Three separate G239T preparations (0.7 mM of each protein, average indicated by green triangles) and two individual EcR1 protein preparations (also 0.7 mM, average represented by red squares) were titrated with all-trans-retinol and the quenching of intrinsic protein fluorescence was measured by excitation at 280 nm and emission at 336 nm. Background fluorescence was examined by adding ligand to buffer without protein and is represented by the black circles. Protein fluorescence dropped sharply between 0 and 0.5 mM retinol concentration with all protein preparations, suggesting a high affinity interaction. Defining nonsaturable fluorescence intensity as signal below a line drawn through the last four points of the curves (retinol concentrations of about 2 to 3 mM), the amount of intrinsic protein fluorescence that was quenched was 83% for EcR1 and 58% for G239T. Both proteins demonstrated specific retinol binding compared to the buffer control (as indicated by the low concentrations of ligand needed for the rapid decrease in fluorescence and apparent saturation by 2 mM ligand concentration).

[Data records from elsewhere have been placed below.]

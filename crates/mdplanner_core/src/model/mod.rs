//! Record types for every section kind.
//!
//! # Responsibility
//! - Define the typed, serde-ready shape of each record kind.
//! - Keep defaults for absent fields next to the types.
//!
//! # Invariants
//! - Every record carries a string `id` unique within its kind.
//! - Empty strings and empty lists mean "absent" and are skipped in JSON.

pub mod analysis;
pub mod billing;
pub mod canvas;
pub mod capacity;
pub mod note;
pub mod planning;
pub mod project;
pub mod strategy;
pub mod task;
pub mod time;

Retinol quenched intrinsic protein fluorescence of EcR1 more than G239T. The difference in quenching (58 versus 83%) was attributed to either (1) a lesser amount of retinol that could be bound by G239T, (2) ligand binding to different sites in the proteins, or (3) a different spatial arrangement of tryptophans in the two proteins. The latter explanation seemed unlikely given the sequence identity between EcR1 and G239T (except at position 239) and the similar CD spectra.